Dataset entries
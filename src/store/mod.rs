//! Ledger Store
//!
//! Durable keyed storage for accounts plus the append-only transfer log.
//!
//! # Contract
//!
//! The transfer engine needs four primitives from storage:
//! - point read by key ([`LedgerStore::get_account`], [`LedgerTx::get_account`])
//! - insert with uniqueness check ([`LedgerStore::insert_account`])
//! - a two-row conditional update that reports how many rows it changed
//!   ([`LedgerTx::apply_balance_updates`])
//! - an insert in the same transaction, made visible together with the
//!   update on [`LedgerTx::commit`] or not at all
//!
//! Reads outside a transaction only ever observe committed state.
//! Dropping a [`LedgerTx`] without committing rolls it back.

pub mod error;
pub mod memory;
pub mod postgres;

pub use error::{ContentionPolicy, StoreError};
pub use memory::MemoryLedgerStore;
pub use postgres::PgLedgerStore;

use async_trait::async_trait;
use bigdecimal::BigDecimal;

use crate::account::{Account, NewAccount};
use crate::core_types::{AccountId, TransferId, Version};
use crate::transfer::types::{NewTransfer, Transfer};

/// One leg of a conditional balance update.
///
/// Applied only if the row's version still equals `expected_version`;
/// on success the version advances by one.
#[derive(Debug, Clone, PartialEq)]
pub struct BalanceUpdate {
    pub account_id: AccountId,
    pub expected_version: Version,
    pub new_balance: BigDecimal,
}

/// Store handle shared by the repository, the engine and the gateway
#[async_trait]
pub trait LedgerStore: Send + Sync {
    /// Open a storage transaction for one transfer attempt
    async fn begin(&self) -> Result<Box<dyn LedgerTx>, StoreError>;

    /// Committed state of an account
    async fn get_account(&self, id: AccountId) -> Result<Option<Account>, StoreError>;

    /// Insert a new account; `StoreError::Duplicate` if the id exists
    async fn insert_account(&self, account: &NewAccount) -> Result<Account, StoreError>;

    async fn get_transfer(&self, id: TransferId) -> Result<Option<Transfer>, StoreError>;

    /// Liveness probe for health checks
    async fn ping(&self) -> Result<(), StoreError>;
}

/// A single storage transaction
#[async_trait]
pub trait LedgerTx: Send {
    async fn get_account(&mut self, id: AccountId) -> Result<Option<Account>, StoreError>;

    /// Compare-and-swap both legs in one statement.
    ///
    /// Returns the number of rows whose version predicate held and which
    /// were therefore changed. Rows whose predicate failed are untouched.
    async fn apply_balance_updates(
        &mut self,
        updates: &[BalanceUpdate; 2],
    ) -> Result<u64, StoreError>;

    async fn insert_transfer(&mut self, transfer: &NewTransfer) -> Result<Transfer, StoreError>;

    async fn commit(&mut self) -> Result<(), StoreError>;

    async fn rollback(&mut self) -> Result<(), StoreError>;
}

## Task goal
Taking the entries above, print exactly the lines starting at the line with "The transfer engine" and ending at the line with "use bigdecimal::BigDecimal;", both included.

## Result of this exercise
//! The transfer engine needs four primitives from storage:
//! - point read by key ([`LedgerStore::get_account`], [`LedgerTx::get_account`])
//! - insert with uniqueness check ([`LedgerStore::insert_account`])
//! - a two-row conditional update that reports how many rows it changed
//!   ([`LedgerTx::apply_balance_updates`])
//! - an insert in the same transaction, made visible together with the
//!   update on [`LedgerTx::commit`] or not at all
//!
//! Reads outside a transaction only ever observe committed state.
//! Dropping a [`LedgerTx`] without committing rolls it back.

pub mod error;
pub mod memory;
pub mod postgres;

pub use error::{ContentionPolicy, StoreError};
pub use memory::MemoryLedgerStore;
pub use postgres::PgLedgerStore;

use async_trait::async_trait;
use bigdecimal::BigDecimal;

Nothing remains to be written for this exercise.